Could you restate every line of the data word for word?

BEGIN ENTRIES SHOWN

//! Storefront and point-of-sale endpoints.

use std::sync::Arc;

use axum::Json;
use axum::extract::{Path, State};
use axum::http::StatusCode;
use domain::{
    AppData, Cart, CompleteSale, CustomOrderStatus, MeasurementOverrides, MoveOrderStage,
    PlaceOrder, SaleLine, SubmitCustomOrder,
};
use serde::{Deserialize, Serialize};
use snapshot_store::SnapshotStore;

use super::AppState;
use crate::error::ApiError;

// -- Request types --

#[derive(Deserialize)]
pub struct SaleRequest {
    pub customer_id: String,
    pub lines: Vec<SaleLineRequest>,
    #[serde(default)]
    pub payment_method: Option<String>,
}

#[derive(Deserialize)]
pub struct SaleLineRequest {
    pub item_id: String,
    pub quantity: u32,
}

#[derive(Deserialize)]
pub struct CheckoutRequest {
    pub customer_id: String,
    pub cart: Cart,
    #[serde(default)]
    pub payment_method: Option<String>,
}

#[derive(Deserialize)]
pub struct CustomOrderRequest {
    pub customer_id: String,
    pub title: String,
    #[serde(default)]
    pub description: String,
    #[serde(default)]
    pub material_provided: bool,
    #[serde(default)]
    pub overrides: Option<MeasurementOverrides>,
}

#[derive(Deserialize)]
pub struct StageRequest {
    pub target: CustomOrderStatus,
}

// -- Response types --

#[derive(Serialize)]
pub struct SaleResponse {
    pub invoice_id: String,
}

#[derive(Serialize)]
pub struct CheckoutResponse {
    pub invoice_id: String,
    pub rental_ids: Vec<String>,
}

#[derive(Serialize)]
pub struct CustomOrderResponse {
    pub order_id: String,
    pub work_order_id: String,
}

#[derive(Serialize)]
pub struct StageResponse {
    pub order_id: String,
    pub status: String,
}

// -- Handlers --

/// GET /snapshot — returns the full application snapshot.
pub async fn snapshot<S: SnapshotStore<AppData>>(
    State(state): State<Arc<AppState<S>>>,
) -> Json<AppData> {
    Json(state.service.snapshot().await)
}

/// POST /pos/sales — completes an in-store sale.
#[tracing::instrument(skip(state, req))]
pub async fn complete_sale<S: SnapshotStore<AppData>>(
    State(state): State<Arc<AppState<S>>>,
    Json(req): Json<SaleRequest>,
) -> Result<(StatusCode, Json<SaleResponse>), ApiError> {
    if req.lines.is_empty() {
        return Err(ApiError::BadRequest("sale has no lines".to_string()));
    }

    let mut cmd = CompleteSale::cash(
        req.customer_id.as_str(),
        req.lines
            .iter()
            .map(|l| SaleLine::new(l.item_id.as_str(), l.quantity))
            .collect(),
    );
    if let Some(method) = req.payment_method {
        cmd.payment_method = method;
    }

    let invoice_id = state.service.complete_sale(cmd).await?;
    Ok((
        StatusCode::CREATED,
        Json(SaleResponse {
            invoice_id: invoice_id.to_string(),
        }),
    ))
}

/// POST /checkout — commits a cart as one combined order.
#[tracing::instrument(skip(state, req))]
pub async fn checkout<S: SnapshotStore<AppData>>(
    State(state): State<Arc<AppState<S>>>,
    Json(req): Json<CheckoutRequest>,
) -> Result<(StatusCode, Json<CheckoutResponse>), ApiError> {
    if req.cart.is_empty() {
        return Err(ApiError::BadRequest("cart is empty".to_string()));
    }

    let mut cmd = PlaceOrder::card(req.customer_id.as_str(), req.cart);
    if let Some(method) = req.payment_method {
        cmd.payment_method = method;
    }

    let placed = state.service.place_order(cmd).await?;
    Ok((
        StatusCode::CREATED,
        Json(CheckoutResponse {
            invoice_id: placed.invoice_id.to_string(),
            rental_ids: placed.rental_ids.iter().map(|r| r.to_string()).collect(),
        }),
    ))
}

/// POST /custom-orders — submits a custom tailoring order.
#[tracing::instrument(skip(state, req))]
pub async fn submit_custom_order<S: SnapshotStore<AppData>>(
    State(state): State<Arc<AppState<S>>>,
    Json(req): Json<CustomOrderRequest>,
) -> Result<(StatusCode, Json<CustomOrderResponse>), ApiError> {
    let mut cmd = SubmitCustomOrder::new(req.customer_id.as_str(), req.title, req.description);
    cmd.material_provided = req.material_provided;
    cmd.overrides = req.overrides;

    let submitted = state.service.submit_custom_order(cmd).await?;
    Ok((
        StatusCode::CREATED,
        Json(CustomOrderResponse {
            order_id: submitted.order_id.to_string(),
            work_order_id: submitted.work_order_id.to_string(),
        }),
    ))
}

/// POST /custom-orders/{id}/stage — moves an order to an adjacent stage.
#[tracing::instrument(skip(state, req))]
pub async fn move_stage<S: SnapshotStore<AppData>>(
    State(state): State<Arc<AppState<S>>>,
    Path(id): Path<String>,
    Json(req): Json<StageRequest>,
) -> Result<Json<StageResponse>, ApiError> {
    let cmd = MoveOrderStage::new(id.as_str(), req.target);
    state.service.move_order_stage(cmd).await?;
    Ok(Json(StageResponse {
        order_id: id,
        status: req.target.to_string(),
    }))
}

END ENTRIES SHOWN

### OUTPUT FOR THIS EXERCISE
//! Storefront and point-of-sale endpoints.

use std::sync::Arc;

use axum::Json;
use axum::extract::{Path, State};
use axum::http::StatusCode;
use domain::{
    AppData, Cart, CompleteSale, CustomOrderStatus, MeasurementOverrides, MoveOrderStage,
    PlaceOrder, SaleLine, SubmitCustomOrder,
};
use serde::{Deserialize, Serialize};
use snapshot_store::SnapshotStore;

use super::AppState;
use crate::error::ApiError;

// -- Request types --

#[derive(Deserialize)]
pub struct SaleRequest {
    pub customer_id: String,
    pub lines: Vec<SaleLineRequest>,
    #[serde(default)]
    pub payment_method: Option<String>,
}

#[derive(Deserialize)]
pub struct SaleLineRequest {
    pub item_id: String,
    pub quantity: u32,
}

#[derive(Deserialize)]
pub struct CheckoutRequest {
    pub customer_id: String,
    pub cart: Cart,
    #[serde(default)]
    pub payment_method: Option<String>,
}

#[derive(Deserialize)]
pub struct CustomOrderRequest {
    pub customer_id: String,
    pub title: String,
    #[serde(default)]
    pub description: String,
    #[serde(default)]
    pub material_provided: bool,
    #[serde(default)]
    pub overrides: Option<MeasurementOverrides>,
}

#[derive(Deserialize)]
pub struct StageRequest {
    pub target: CustomOrderStatus,
}

// -- Response types --

#[derive(Serialize)]
pub struct SaleResponse {
    pub invoice_id: String,
}

#[derive(Serialize)]
pub struct CheckoutResponse {
    pub invoice_id: String,
    pub rental_ids: Vec<String>,
}

#[derive(Serialize)]
pub struct CustomOrderResponse {
    pub order_id: String,
    pub work_order_id: String,
}

#[derive(Serialize)]
pub struct StageResponse {
    pub order_id: String,
    pub status: String,
}

// -- Handlers --

/// GET /snapshot — returns the full application snapshot.
pub async fn snapshot<S: SnapshotStore<AppData>>(
    State(state): State<Arc<AppState<S>>>,
) -> Json<AppData> {
    Json(state.service.snapshot().await)
}

/// POST /pos/sales — completes an in-store sale.
#[tracing::instrument(skip(state, req))]
pub async fn complete_sale<S: SnapshotStore<AppData>>(
    State(state): State<Arc<AppState<S>>>,
    Json(req): Json<SaleRequest>,
) -> Result<(StatusCode, Json<SaleResponse>), ApiError> {
    if req.lines.is_empty() {
        return Err(ApiError::BadRequest("sale has no lines".to_string()));
    }

    let mut cmd = CompleteSale::cash(
        req.customer_id.as_str(),
        req.lines
            .iter()
            .map(|l| SaleLine::new(l.item_id.as_str(), l.quantity))
            .collect(),
    );
    if let Some(method) = req.payment_method {
        cmd.payment_method = method;
    }

    let invoice_id = state.service.complete_sale(cmd).await?;
    Ok((
        StatusCode::CREATED,
        Json(SaleResponse {
            invoice_id: invoice_id.to_string(),
        }),
    ))
}

/// POST /checkout — commits a cart as one combined order.
#[tracing::instrument(skip(state, req))]
pub async fn checkout<S: SnapshotStore<AppData>>(
    State(state): State<Arc<AppState<S>>>,
    Json(req): Json<CheckoutRequest>,
) -> Result<(StatusCode, Json<CheckoutResponse>), ApiError> {
    if req.cart.is_empty() {
        return Err(ApiError::BadRequest("cart is empty".to_string()));
    }

    let mut cmd = PlaceOrder::card(req.customer_id.as_str(), req.cart);
    if let Some(method) = req.payment_method {
        cmd.payment_method = method;
    }

    let placed = state.service.place_order(cmd).await?;
    Ok((
        StatusCode::CREATED,
        Json(CheckoutResponse {
            invoice_id: placed.invoice_id.to_string(),
            rental_ids: placed.rental_ids.iter().map(|r| r.to_string()).collect(),
        }),
    ))
}

/// POST /custom-orders — submits a custom tailoring order.
#[tracing::instrument(skip(state, req))]
pub async fn submit_custom_order<S: SnapshotStore<AppData>>(
    State(state): State<Arc<AppState<S>>>,
    Json(req): Json<CustomOrderRequest>,
) -> Result<(StatusCode, Json<CustomOrderResponse>), ApiError> {
    let mut cmd = SubmitCustomOrder::new(req.customer_id.as_str(), req.title, req.description);
    cmd.material_provided = req.material_provided;
    cmd.overrides = req.overrides;

    let submitted = state.service.submit_custom_order(cmd).await?;
    Ok((
        StatusCode::CREATED,
        Json(CustomOrderResponse {
            order_id: submitted.order_id.to_string(),
            work_order_id: submitted.work_order_id.to_string(),
        }),
    ))
}

/// POST /custom-orders/{id}/stage — moves an order to an adjacent stage.
#[tracing::instrument(skip(state, req))]
pub async fn move_stage<S: SnapshotStore<AppData>>(
    State(state): State<Arc<AppState<S>>>,
    Path(id): Path<String>,
    Json(req): Json<StageRequest>,
) -> Result<Json<StageResponse>, ApiError> {
    let cmd = MoveOrderStage::new(id.as_str(), req.target);
    state.service.move_order_stage(cmd).await?;
    Ok(Json(StageResponse {
        order_id: id,
        status: req.target.to_string(),
    }))
}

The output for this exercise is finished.